··· Data for processing ···

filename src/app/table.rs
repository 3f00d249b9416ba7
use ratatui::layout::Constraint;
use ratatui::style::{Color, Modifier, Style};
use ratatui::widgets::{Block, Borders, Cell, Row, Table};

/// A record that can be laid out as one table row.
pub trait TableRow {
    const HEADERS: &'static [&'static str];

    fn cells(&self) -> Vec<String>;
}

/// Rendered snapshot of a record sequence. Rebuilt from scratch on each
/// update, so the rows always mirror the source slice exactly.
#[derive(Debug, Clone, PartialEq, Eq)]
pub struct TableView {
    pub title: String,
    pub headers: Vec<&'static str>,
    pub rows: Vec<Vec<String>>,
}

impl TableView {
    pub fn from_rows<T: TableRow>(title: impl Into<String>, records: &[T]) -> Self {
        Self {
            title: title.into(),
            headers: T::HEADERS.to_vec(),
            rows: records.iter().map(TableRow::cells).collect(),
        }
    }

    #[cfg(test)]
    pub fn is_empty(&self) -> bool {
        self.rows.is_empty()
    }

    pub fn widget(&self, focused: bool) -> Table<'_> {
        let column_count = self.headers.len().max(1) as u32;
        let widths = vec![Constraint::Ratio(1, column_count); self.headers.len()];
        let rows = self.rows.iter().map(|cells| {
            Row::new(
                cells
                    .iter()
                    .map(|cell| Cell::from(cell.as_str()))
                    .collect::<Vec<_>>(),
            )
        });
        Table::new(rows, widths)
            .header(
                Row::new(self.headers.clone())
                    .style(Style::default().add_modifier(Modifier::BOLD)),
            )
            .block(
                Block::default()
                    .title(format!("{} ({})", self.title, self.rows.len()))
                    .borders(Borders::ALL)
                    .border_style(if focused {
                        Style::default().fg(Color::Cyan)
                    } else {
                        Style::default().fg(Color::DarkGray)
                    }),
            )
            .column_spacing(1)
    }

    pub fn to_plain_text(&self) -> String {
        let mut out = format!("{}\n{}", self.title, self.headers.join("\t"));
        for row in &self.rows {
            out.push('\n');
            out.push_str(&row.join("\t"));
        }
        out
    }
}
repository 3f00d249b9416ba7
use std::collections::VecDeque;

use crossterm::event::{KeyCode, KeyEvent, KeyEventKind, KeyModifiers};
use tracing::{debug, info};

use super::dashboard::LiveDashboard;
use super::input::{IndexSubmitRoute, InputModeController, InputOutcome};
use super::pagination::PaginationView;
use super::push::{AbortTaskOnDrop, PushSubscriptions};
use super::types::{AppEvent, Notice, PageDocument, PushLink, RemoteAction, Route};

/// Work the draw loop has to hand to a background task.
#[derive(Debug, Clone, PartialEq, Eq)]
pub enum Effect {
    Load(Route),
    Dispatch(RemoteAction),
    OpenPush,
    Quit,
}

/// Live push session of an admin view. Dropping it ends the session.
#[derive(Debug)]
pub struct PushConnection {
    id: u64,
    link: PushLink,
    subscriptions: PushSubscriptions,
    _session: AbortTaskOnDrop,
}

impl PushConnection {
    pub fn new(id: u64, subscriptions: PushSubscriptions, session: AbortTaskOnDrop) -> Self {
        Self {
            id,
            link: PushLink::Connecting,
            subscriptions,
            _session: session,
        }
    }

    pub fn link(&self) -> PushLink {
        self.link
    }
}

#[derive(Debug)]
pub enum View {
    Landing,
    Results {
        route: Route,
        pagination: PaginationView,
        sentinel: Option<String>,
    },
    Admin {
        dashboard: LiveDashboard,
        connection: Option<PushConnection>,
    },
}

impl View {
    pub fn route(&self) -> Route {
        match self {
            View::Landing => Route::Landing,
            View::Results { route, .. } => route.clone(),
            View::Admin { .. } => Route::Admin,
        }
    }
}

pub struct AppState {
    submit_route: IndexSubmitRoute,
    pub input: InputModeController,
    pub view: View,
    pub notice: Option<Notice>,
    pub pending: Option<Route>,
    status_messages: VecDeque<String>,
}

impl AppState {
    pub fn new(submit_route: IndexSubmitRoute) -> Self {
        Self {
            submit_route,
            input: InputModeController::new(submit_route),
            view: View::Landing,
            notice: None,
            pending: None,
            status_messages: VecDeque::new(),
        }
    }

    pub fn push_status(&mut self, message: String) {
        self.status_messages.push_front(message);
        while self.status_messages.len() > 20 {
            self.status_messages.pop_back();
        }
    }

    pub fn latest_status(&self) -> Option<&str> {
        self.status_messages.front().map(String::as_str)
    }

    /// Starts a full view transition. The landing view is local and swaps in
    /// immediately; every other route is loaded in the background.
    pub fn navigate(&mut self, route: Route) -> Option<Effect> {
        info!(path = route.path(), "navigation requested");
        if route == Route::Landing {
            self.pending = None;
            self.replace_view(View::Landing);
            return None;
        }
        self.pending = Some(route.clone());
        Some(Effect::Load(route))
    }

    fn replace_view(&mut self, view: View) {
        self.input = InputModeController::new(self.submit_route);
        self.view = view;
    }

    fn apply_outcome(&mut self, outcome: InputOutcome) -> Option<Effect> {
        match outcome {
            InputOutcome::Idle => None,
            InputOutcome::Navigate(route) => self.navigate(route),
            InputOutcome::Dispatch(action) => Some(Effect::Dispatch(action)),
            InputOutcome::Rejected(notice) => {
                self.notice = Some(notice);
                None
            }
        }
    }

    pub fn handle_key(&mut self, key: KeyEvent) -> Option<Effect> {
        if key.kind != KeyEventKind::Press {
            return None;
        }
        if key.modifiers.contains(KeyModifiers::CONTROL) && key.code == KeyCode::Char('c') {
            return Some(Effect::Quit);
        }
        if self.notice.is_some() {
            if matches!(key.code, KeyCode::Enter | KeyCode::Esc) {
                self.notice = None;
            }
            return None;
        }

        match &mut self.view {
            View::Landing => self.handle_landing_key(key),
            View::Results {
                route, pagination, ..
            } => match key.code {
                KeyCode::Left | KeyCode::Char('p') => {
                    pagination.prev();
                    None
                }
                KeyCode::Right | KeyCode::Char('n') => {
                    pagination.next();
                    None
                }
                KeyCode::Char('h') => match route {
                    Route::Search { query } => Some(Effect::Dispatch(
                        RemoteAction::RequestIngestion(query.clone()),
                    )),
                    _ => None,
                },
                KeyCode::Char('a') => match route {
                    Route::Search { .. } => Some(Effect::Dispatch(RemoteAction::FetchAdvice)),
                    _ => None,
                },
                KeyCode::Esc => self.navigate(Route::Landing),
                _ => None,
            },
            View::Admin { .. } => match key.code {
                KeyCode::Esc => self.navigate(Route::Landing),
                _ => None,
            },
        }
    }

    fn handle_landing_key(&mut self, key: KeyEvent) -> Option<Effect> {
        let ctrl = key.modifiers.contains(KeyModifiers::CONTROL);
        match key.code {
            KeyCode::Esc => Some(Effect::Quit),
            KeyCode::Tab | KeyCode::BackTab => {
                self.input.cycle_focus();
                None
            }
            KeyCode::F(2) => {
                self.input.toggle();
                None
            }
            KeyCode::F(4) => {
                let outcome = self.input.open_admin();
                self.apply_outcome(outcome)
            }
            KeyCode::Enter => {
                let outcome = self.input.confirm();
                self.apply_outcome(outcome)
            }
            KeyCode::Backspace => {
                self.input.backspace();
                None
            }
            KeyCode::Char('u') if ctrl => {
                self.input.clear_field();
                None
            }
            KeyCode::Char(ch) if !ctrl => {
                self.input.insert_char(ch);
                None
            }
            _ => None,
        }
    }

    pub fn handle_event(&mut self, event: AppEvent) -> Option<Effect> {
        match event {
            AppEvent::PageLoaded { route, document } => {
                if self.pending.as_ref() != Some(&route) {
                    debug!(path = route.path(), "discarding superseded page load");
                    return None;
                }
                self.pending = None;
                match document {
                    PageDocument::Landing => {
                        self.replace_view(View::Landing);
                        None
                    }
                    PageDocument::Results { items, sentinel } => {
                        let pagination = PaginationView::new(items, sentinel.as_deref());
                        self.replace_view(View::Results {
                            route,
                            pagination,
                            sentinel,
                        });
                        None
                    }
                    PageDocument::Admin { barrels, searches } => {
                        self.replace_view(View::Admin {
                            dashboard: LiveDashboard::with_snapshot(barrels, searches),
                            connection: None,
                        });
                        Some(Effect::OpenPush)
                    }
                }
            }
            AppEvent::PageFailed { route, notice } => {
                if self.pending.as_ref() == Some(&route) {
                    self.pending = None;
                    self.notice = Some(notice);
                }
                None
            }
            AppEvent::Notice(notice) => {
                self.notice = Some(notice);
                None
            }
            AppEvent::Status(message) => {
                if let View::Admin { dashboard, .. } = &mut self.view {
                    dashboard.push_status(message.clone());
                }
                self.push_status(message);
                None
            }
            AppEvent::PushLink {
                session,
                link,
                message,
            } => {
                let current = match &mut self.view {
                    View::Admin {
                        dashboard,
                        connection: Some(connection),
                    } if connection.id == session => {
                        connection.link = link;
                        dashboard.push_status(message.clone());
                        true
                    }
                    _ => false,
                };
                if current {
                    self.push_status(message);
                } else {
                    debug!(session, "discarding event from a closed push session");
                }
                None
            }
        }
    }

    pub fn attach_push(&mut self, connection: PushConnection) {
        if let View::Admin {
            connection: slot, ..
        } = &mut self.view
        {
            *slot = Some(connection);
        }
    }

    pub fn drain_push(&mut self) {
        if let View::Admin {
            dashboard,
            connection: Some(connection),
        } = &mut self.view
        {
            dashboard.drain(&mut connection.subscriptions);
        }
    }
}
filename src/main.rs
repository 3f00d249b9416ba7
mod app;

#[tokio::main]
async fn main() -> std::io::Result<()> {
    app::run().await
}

···
··· Data for processing ···

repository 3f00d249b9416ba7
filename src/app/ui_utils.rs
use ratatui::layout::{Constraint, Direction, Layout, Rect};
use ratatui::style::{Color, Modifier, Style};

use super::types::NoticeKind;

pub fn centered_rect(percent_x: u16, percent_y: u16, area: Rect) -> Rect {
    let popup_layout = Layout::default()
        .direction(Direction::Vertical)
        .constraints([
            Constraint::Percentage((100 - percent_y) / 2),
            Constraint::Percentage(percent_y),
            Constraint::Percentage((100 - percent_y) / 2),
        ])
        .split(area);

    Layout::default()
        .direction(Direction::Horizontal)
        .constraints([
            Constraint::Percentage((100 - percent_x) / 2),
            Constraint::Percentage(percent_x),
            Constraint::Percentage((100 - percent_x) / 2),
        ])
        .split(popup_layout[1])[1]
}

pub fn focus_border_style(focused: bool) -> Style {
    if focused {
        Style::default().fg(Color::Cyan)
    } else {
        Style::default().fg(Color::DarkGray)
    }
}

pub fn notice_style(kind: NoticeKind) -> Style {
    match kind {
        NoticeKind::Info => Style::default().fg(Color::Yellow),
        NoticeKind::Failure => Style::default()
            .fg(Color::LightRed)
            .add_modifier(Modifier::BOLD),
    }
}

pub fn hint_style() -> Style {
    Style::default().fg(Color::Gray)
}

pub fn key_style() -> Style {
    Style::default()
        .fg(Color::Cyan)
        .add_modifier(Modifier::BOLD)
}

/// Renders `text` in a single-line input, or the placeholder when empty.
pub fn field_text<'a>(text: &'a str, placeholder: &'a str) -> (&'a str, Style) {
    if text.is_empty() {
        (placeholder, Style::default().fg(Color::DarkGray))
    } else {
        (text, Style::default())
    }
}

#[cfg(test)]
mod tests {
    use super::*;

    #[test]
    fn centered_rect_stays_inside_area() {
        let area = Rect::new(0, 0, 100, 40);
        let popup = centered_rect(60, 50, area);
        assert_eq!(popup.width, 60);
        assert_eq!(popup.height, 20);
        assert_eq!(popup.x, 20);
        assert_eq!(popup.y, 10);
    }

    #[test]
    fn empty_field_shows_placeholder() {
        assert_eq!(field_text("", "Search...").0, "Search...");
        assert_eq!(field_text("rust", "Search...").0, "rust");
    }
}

···

• **What to do**
What is the number of lines in the data that hold the word "DarkGray"? Reply with that number and nothing else.

• **Written solution**
3